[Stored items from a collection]
━━━━
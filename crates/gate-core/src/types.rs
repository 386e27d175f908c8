//! Assumption and outcome types
//!
//! These are the request-scoped values that flow between the parser, the
//! executor and the response/audit layers.

use serde::{Deserialize, Serialize};

use crate::value::Value;

/// A caller's declared expectation about one field of one filtered row.
///
/// Only the parser builds these, after every identifier and the operator
/// have passed validation.
#[derive(Debug, Clone, PartialEq, Serialize, Deserialize)]
pub struct Assumption {
    pub table: String,
    pub field: String,
    pub expected_value: Value,
    /// Canonical operator token (e.g. `==`, `%like%`, `IS NULL`)
    pub operator: String,
    /// Equality predicates, in payload order
    pub filter: Vec<(String, Value)>,
}

/// A single fetched row (indexed by column name, in select order)
#[derive(Debug, Clone, Default, PartialEq, Serialize, Deserialize)]
pub struct Row {
    pub columns: Vec<(String, Value)>,
}

impl Row {
    pub fn new(columns: Vec<(String, Value)>) -> Self {
        Self { columns }
    }

    /// Looks up a column, falling back to a case-insensitive match since
    /// MySQL may echo column names in the table's declared case.
    pub fn get(&self, column: &str) -> Option<&Value> {
        self.columns
            .iter()
            .find(|(name, _)| name == column)
            .or_else(|| {
                self.columns
                    .iter()
                    .find(|(name, _)| name.eq_ignore_ascii_case(column))
            })
            .map(|(_, value)| value)
    }
}

/// Result of evaluating one assumption
#[derive(Debug, Clone, PartialEq, Serialize, Deserialize)]
pub struct AssumptionOutcome {
    pub matched: bool,
    /// Row-store wall-clock time only
    pub elapsed_ms: f64,
    pub row_count: u64,
    /// Present only when a row was found
    pub actual_value: Option<Value>,
    /// Present only when a row was found
    pub expected_value: Option<Value>,
}

impl AssumptionOutcome {
    pub fn not_found(elapsed_ms: f64) -> Self {
        Self {
            matched: false,
            elapsed_ms: elapsed_ms.max(0.0),
            row_count: 0,
            actual_value: None,
            expected_value: None,
        }
    }

    pub fn found(matched: bool, elapsed_ms: f64, actual: Value, expected: Value) -> Self {
        Self {
            matched,
            elapsed_ms: elapsed_ms.max(0.0),
            row_count: 1,
            actual_value: Some(actual),
            expected_value: Some(expected),
        }
    }
}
━━━━
WORK INSTRUCTION:
The entries are to be duplicated exactly, with nothing changed.

EXERCISE RESULT:
filename crates/gate-core/src/types.rs
repository 386e27d175f908c8
//! Assumption and outcome types
//!
//! These are the request-scoped values that flow between the parser, the
//! executor and the response/audit layers.

use serde::{Deserialize, Serialize};

use crate::value::Value;

/// A caller's declared expectation about one field of one filtered row.
///
/// Only the parser builds these, after every identifier and the operator
/// have passed validation.
#[derive(Debug, Clone, PartialEq, Serialize, Deserialize)]
pub struct Assumption {
    pub table: String,
    pub field: String,
    pub expected_value: Value,
    /// Canonical operator token (e.g. `==`, `%like%`, `IS NULL`)
    pub operator: String,
    /// Equality predicates, in payload order
    pub filter: Vec<(String, Value)>,
}

/// A single fetched row (indexed by column name, in select order)
#[derive(Debug, Clone, Default, PartialEq, Serialize, Deserialize)]
pub struct Row {
    pub columns: Vec<(String, Value)>,
}

impl Row {
    pub fn new(columns: Vec<(String, Value)>) -> Self {
        Self { columns }
    }

    /// Looks up a column, falling back to a case-insensitive match since
    /// MySQL may echo column names in the table's declared case.
    pub fn get(&self, column: &str) -> Option<&Value> {
        self.columns
            .iter()
            .find(|(name, _)| name == column)
            .or_else(|| {
                self.columns
                    .iter()
                    .find(|(name, _)| name.eq_ignore_ascii_case(column))
            })
            .map(|(_, value)| value)
    }
}

/// Result of evaluating one assumption
#[derive(Debug, Clone, PartialEq, Serialize, Deserialize)]
pub struct AssumptionOutcome {
    pub matched: bool,
    /// Row-store wall-clock time only
    pub elapsed_ms: f64,
    pub row_count: u64,
    /// Present only when a row was found
    pub actual_value: Option<Value>,
    /// Present only when a row was found
    pub expected_value: Option<Value>,
}

impl AssumptionOutcome {
    pub fn not_found(elapsed_ms: f64) -> Self {
        Self {
            matched: false,
            elapsed_ms: elapsed_ms.max(0.0),
            row_count: 0,
            actual_value: None,
            expected_value: None,
        }
    }

    pub fn found(matched: bool, elapsed_ms: f64, actual: Value, expected: Value) -> Self {
        Self {
            matched,
            elapsed_ms: elapsed_ms.max(0.0),
            row_count: 1,
            actual_value: Some(actual),
            expected_value: Some(expected),
        }
    }
}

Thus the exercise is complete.